(Work item) In how many lines of the listing does the string "metadata" appear? Give only the number.

(Records for this exercise)
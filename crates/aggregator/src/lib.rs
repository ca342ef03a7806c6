//! Content aggregation: resolves a playbook's content sources into a
//! deduplicated, cross-referenced corpus of component versions, each
//! carrying every file required to render its documentation. Downstream
//! stages (xref resolution, edit URLs, sitemaps) depend on the origin
//! metadata emitted here.

use std::sync::Arc;

use chrono::{DateTime, Utc};
use serde::Serialize;
use serde_json::Value as JsonValue;

pub mod collect;
pub mod descriptor;
pub mod error;
pub mod events;
pub mod origin;
pub mod playbook;
pub mod source;
pub mod start_path;

pub use collect::{aggregate_content, aggregate_content_with_events};
pub use descriptor::{ComponentDesc, DESCRIPTOR_FILENAME, VersionValue};
pub use error::AggregateError;
pub use events::{AggregateEvent, EventSink};
pub use origin::{Origin, WorktreeValue};
pub use playbook::{ContentSource, Playbook};
pub use source::{ResolvedSource, StartPathsSpec, VersionSpec};

#[derive(Debug, Clone, Serialize)]
#[serde(rename_all = "camelCase")]
pub struct FileStat {
    pub mode: u32,
    #[serde(skip_serializing_if = "Option::is_none")]
    pub mtime: Option<DateTime<Utc>>,
    pub is_file: bool,
}

/// Source metadata carried by every virtual file. `path` and `relative`
/// are identical POSIX paths relative to the start-path root.
#[derive(Debug, Clone, Serialize)]
#[serde(rename_all = "camelCase")]
pub struct FileSrc {
    pub path: String,
    pub relative: String,
    pub dirname: String,
    pub basename: String,
    pub stem: String,
    pub extname: String,
    #[serde(skip_serializing_if = "Option::is_none")]
    pub abspath: Option<String>,
    #[serde(skip_serializing_if = "Option::is_none")]
    pub file_uri: Option<String>,
    #[serde(skip_serializing_if = "Option::is_none")]
    pub edit_url: Option<String>,
    pub origin: Arc<Origin>,
}

#[derive(Debug, Clone, Serialize)]
pub struct VirtualFile {
    pub path: String,
    #[serde(skip)]
    pub contents: Vec<u8>,
    pub stat: FileStat,
    pub src: FileSrc,
}

/// One `(component name, version)` bucket of the aggregate. `files` is the
/// union across origins; duplicates with the same `src.path` from
/// different origins coexist and are resolved downstream.
#[derive(Debug, Clone, Serialize)]
#[serde(rename_all = "camelCase")]
pub struct ComponentVersionBucket {
    pub name: String,
    pub version: String,
    #[serde(skip_serializing_if = "Option::is_none")]
    pub title: Option<String>,
    #[serde(skip_serializing_if = "Option::is_none")]
    pub display_version: Option<String>,
    #[serde(skip_serializing_if = "Option::is_none")]
    pub start_page: Option<String>,
    #[serde(skip_serializing_if = "Option::is_none")]
    pub prerelease: Option<JsonValue>,
    #[serde(skip_serializing_if = "Option::is_none")]
    pub asciidoc: Option<JsonValue>,
    #[serde(skip_serializing_if = "Option::is_none")]
    pub nav: Option<Vec<String>>,
    pub origins: Vec<Arc<Origin>>,
    pub files: Vec<VirtualFile>,
}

(Answer to this exercise) 2